_Task brief_
Gather up every line from the entries below that uses the word "struct".

(Excerpts from a dataset)
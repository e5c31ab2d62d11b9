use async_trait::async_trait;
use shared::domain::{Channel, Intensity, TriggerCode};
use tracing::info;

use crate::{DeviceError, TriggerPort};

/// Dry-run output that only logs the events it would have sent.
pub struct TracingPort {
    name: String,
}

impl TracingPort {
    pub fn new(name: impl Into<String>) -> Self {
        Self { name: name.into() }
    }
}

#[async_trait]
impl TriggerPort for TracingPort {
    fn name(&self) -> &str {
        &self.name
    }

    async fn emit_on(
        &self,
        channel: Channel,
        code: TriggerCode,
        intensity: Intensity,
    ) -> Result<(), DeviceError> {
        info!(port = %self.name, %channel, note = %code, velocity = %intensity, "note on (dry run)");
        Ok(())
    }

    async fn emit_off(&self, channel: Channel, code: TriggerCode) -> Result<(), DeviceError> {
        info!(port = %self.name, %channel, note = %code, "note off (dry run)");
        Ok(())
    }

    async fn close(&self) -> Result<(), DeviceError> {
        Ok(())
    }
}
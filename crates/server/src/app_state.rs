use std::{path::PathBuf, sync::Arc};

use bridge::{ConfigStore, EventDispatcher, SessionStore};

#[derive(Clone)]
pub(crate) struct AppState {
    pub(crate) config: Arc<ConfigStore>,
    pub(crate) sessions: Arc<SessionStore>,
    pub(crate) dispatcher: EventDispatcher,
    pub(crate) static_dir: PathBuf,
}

* * *

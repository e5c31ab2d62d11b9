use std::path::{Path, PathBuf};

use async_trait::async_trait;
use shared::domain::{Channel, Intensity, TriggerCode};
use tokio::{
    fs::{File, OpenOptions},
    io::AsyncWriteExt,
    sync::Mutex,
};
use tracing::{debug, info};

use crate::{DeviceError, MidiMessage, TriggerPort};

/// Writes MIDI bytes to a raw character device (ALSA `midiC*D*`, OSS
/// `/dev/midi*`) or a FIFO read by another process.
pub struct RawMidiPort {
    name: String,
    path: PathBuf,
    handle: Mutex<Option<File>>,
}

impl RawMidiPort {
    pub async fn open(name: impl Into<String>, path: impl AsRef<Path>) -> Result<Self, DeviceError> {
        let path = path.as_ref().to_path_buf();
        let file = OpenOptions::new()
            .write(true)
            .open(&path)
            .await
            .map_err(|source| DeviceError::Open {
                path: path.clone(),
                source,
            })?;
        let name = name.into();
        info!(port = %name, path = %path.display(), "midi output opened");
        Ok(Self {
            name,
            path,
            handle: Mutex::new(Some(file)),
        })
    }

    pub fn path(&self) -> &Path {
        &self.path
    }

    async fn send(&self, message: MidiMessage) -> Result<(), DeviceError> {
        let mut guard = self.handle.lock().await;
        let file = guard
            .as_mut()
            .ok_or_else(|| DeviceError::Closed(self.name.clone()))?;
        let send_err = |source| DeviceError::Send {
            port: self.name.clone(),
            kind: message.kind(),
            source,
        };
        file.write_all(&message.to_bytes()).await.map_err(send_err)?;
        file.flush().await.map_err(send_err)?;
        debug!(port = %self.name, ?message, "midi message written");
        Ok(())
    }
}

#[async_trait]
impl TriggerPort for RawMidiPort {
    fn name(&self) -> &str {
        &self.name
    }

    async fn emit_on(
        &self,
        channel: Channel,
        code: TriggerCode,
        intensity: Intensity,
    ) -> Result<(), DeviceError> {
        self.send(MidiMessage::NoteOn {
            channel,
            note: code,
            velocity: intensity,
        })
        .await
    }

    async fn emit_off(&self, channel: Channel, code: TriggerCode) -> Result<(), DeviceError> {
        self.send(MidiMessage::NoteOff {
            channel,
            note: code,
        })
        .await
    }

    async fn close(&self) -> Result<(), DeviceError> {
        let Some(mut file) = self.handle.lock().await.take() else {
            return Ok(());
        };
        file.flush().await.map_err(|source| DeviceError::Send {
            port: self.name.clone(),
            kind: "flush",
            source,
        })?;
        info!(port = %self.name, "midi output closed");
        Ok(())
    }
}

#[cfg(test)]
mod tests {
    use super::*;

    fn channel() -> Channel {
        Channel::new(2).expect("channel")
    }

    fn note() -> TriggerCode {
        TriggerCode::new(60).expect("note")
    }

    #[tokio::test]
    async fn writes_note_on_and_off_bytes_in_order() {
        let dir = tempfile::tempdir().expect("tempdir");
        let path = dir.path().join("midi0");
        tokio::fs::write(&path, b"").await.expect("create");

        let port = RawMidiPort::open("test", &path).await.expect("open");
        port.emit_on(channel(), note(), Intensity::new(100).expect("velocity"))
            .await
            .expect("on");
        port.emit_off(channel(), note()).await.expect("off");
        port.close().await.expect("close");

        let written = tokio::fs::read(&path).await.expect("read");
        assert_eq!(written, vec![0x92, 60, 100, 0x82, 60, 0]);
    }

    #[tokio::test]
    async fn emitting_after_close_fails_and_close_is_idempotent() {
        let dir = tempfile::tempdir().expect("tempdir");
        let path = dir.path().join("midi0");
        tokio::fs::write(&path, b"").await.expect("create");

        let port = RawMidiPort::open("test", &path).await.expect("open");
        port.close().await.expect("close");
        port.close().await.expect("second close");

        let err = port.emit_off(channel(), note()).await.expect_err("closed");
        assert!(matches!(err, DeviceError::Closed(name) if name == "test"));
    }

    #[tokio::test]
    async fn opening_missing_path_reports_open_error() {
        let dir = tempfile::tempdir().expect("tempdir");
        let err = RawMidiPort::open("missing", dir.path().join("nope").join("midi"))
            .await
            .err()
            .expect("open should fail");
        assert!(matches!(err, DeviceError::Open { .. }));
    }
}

_Exercise solution_
pub struct TracingPort {
pub(crate) struct AppState {
pub struct RawMidiPort {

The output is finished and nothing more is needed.